● WORK REQUIRED
List every line in this data where the string "ExternallyPowered" occurs.

(Dataset records)
---
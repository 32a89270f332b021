//! Typed client for the battery power module.
//!
//! Sessions are lazy: the first operation opens the daemon socket, and a
//! `Connection` failure during a call drops the session so the next retry
//! reconnects. Every operation runs under the configured [`RetryPolicy`].
//!
//! How callers treat failures:
//!
//! | Operation            | On failure                                  |
//! |----------------------|---------------------------------------------|
//! | `ensure_connected`   | fatal for the caller                        |
//! | `rtc_time`           | fatal (no alarm without a clock)            |
//! | `sync_rtc_from_host` | warn and continue with the unsynced clock   |
//! | `set_alarm`          | fatal (frame would never wake)              |
//! | `power_state`        | fatal (cannot pick an operating mode)       |
//! | `battery_level`      | warn and skip the telemetry publish         |

use std::sync::Arc;
use std::time::Duration;

use chrono::{DateTime, FixedOffset};
use ink_common::{retry_with, FrameError, RetryPolicy};
use tokio::sync::Mutex;
use tracing::debug;

use crate::transport::{
    parse_bool, parse_done, parse_percent, parse_rtc_time, ModuleCommand, PowerModuleTransport,
    SocketTransport, UnavailableTransport,
};

/// Where the frame draws its power from right now.
#[derive(Debug, Clone, Copy, PartialEq, Eq)]
pub enum PowerState {
    ExternallyPowered,
    OnBattery,
}

impl PowerState {
    pub fn from_plugged(plugged: bool) -> Self {
        if plugged {
            PowerState::ExternallyPowered
        } else {
            PowerState::OnBattery
        }
    }

    pub fn is_external(&self) -> bool {
        matches!(self, PowerState::ExternallyPowered)
    }
}

/// Client for the power module daemon.
///
/// The transport lives behind an async mutex so retry attempts can each
/// take a fresh lock without borrowing the client across await points.
pub struct PowerModuleClient {
    transport: Arc<Mutex<Box<dyn PowerModuleTransport>>>,
    policy: RetryPolicy,
}

impl PowerModuleClient {
    pub fn new(transport: Box<dyn PowerModuleTransport>, policy: RetryPolicy) -> Self {
        Self {
            transport: Arc::new(Mutex::new(transport)),
            policy,
        }
    }

    /// Production client over the daemon Unix socket.
    pub fn over_socket(path: &str, io_timeout: Duration, policy: RetryPolicy) -> Self {
        Self::new(Box::new(SocketTransport::new(path, io_timeout)), policy)
    }

    /// Client whose every operation fails with `Connection`.
    pub fn unavailable() -> Self {
        Self::new(Box::new(UnavailableTransport), RetryPolicy::new(1, Duration::ZERO))
    }

    /// Open the daemon session, retrying connect failures.
    pub async fn ensure_connected(&mut self) -> Result<(), FrameError> {
        let transport = Arc::clone(&self.transport);
        retry_with(
            self.policy,
            "power module connect",
            FrameError::is_retryable,
            move || {
                let transport = Arc::clone(&transport);
                async move {
                    let mut link = transport.lock().await;
                    link.open().await
                }
            },
        )
        .await
    }

    /// Run one command under the retry policy and parse its reply.
    ///
    /// The parse runs inside the retry so a garbled reply line is retried
    /// like any other module failure.
    async fn call<T, P>(&mut self, cmd: ModuleCommand, parse: P) -> Result<T, FrameError>
    where
        P: Fn(&str) -> Result<T, FrameError> + Copy,
    {
        let transport = Arc::clone(&self.transport);
        retry_with(
            self.policy,
            cmd.describe(),
            FrameError::is_retryable,
            move || {
                let transport = Arc::clone(&transport);
                let cmd = cmd.clone();
                async move {
                    let mut link = transport.lock().await;
                    if !link.is_open() {
                        debug!("no power module session, connecting");
                        link.open().await?;
                    }
                    match link.call(&cmd).await {
                        Ok(line) => parse(&line),
                        Err(e) => {
                            if matches!(e, FrameError::Connection(_)) {
                                link.close();
                            }
                            Err(e)
                        }
                    }
                }
            },
        )
        .await
    }

    /// Current time from the module's hardware clock.
    pub async fn rtc_time(&mut self) -> Result<DateTime<FixedOffset>, FrameError> {
        self.call(ModuleCommand::GetRtcTime, parse_rtc_time).await
    }

    /// Copy the host system clock into the module RTC.
    pub async fn sync_rtc_from_host(&mut self) -> Result<(), FrameError> {
        self.call(ModuleCommand::RtcSyncFromHost, |r| {
            parse_done(r, "rtc_pi2rtc")
        })
        .await
    }

    /// Program the wake alarm. `repeat_mask` selects weekdays, one bit each.
    pub async fn set_alarm(
        &mut self,
        fire_time: DateTime<FixedOffset>,
        repeat_mask: u8,
    ) -> Result<(), FrameError> {
        self.call(
            ModuleCommand::SetRtcAlarm {
                fire_time,
                repeat_mask,
            },
            |r| parse_done(r, "rtc_alarm_set"),
        )
        .await
    }

    pub async fn power_state(&mut self) -> Result<PowerState, FrameError> {
        self.call(ModuleCommand::GetPowerPlugged, |r| {
            parse_bool(r, "battery_power_plugged").map(PowerState::from_plugged)
        })
        .await
    }

    pub async fn is_externally_powered(&mut self) -> Result<bool, FrameError> {
        Ok(self.power_state().await?.is_external())
    }

    /// Battery charge as a rounded percentage.
    pub async fn battery_level(&mut self) -> Result<u8, FrameError> {
        self.call(ModuleCommand::GetBatteryLevel, |r| {
            parse_percent(r, "battery")
        })
        .await
    }
}

#[cfg(test)]
mod tests {
    use super::*;
    use crate::transport::ScriptedTransport;
    use std::sync::atomic::Ordering;

    fn fast_policy() -> RetryPolicy {
        RetryPolicy::new(3, Duration::from_millis(1))
    }

    #[tokio::test]
    async fn test_session_opens_lazily_and_once() {
        let transport = ScriptedTransport::new()
            .always("rtc_time", "2025-01-01T00:00:00+00:00");
        let opens = transport.open_counter();

        let mut client = PowerModuleClient::new(Box::new(transport), fast_policy());
        client.rtc_time().await.unwrap();
        client.rtc_time().await.unwrap();

        assert_eq!(opens.load(Ordering::SeqCst), 1);
    }

    #[tokio::test]
    async fn test_module_failures_are_retried_until_success() {
        let transport = ScriptedTransport::new()
            .fail_next("battery", FrameError::Module("busy".into()))
            .fail_next("battery", FrameError::Module("busy".into()))
            .reply("battery", "42.0");
        let wire = transport.wire_log();

        let mut client = PowerModuleClient::new(Box::new(transport), fast_policy());
        assert_eq!(client.battery_level().await.unwrap(), 42);
        assert_eq!(wire.lock().unwrap().len(), 3);
    }

    #[tokio::test]
    async fn test_connection_failure_drops_session_and_reconnects() {
        let transport = ScriptedTransport::new()
            .fail_opens(1)
            .always("battery_power_plugged", "true");
        let opens = transport.open_counter();

        let mut client = PowerModuleClient::new(Box::new(transport), fast_policy());
        assert!(client.is_externally_powered().await.unwrap());

        // First open fails, the retry reconnects.
        assert_eq!(opens.load(Ordering::SeqCst), 2);
    }

    #[tokio::test]
    async fn test_retries_exhaust_with_the_last_error() {
        let transport = ScriptedTransport::new()
            .always_fail("rtc_time", FrameError::Module("clock fault".into()));
        let wire = transport.wire_log();

        let mut client = PowerModuleClient::new(Box::new(transport), fast_policy());
        let err = client.rtc_time().await.unwrap_err();

        assert!(matches!(err, FrameError::Module(m) if m == "clock fault"));
        assert_eq!(wire.lock().unwrap().len(), 3);
    }

    #[tokio::test]
    async fn test_unavailable_client_fails_with_connection() {
        let mut client = PowerModuleClient::unavailable();
        let err = client.ensure_connected().await.unwrap_err();
        assert!(matches!(err, FrameError::Connection(_)));

        let err = client.power_state().await.unwrap_err();
        assert!(matches!(err, FrameError::Connection(_)));
    }

    #[tokio::test]
    async fn test_battery_level_rounds_and_clamps() {
        let transport = ScriptedTransport::new()
            .reply("battery", "84.52")
            .reply("battery", "123.4");

        let mut client = PowerModuleClient::new(Box::new(transport), fast_policy());
        assert_eq!(client.battery_level().await.unwrap(), 85);
        assert_eq!(client.battery_level().await.unwrap(), 100);
    }

    #[tokio::test]
    async fn test_set_alarm_sends_rfc3339_and_mask_on_the_wire() {
        let transport = ScriptedTransport::new().always("rtc_alarm_set", "done");
        let wire = transport.wire_log();

        let mut client = PowerModuleClient::new(Box::new(transport), fast_policy());
        let fire_time = DateTime::parse_from_rfc3339("2025-03-01T10:00:00+05:30").unwrap();
        client.set_alarm(fire_time, 127).await.unwrap();

        let log = wire.lock().unwrap();
        assert_eq!(log.as_slice(), ["rtc_alarm_set 2025-03-01T10:00:00+05:30 127"]);
    }

    #[tokio::test]
    async fn test_garbled_reply_is_retried() {
        let transport = ScriptedTransport::new()
            .reply("battery_power_plugged", "maybe")
            .reply("battery_power_plugged", "true");
        let wire = transport.wire_log();

        let mut client = PowerModuleClient::new(Box::new(transport), fast_policy());
        assert!(client.is_externally_powered().await.unwrap());
        assert_eq!(wire.lock().unwrap().len(), 2);
    }
}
---
● WORKED SOLUTION
    ExternallyPowered,
            PowerState::ExternallyPowered
        matches!(self, PowerState::ExternallyPowered)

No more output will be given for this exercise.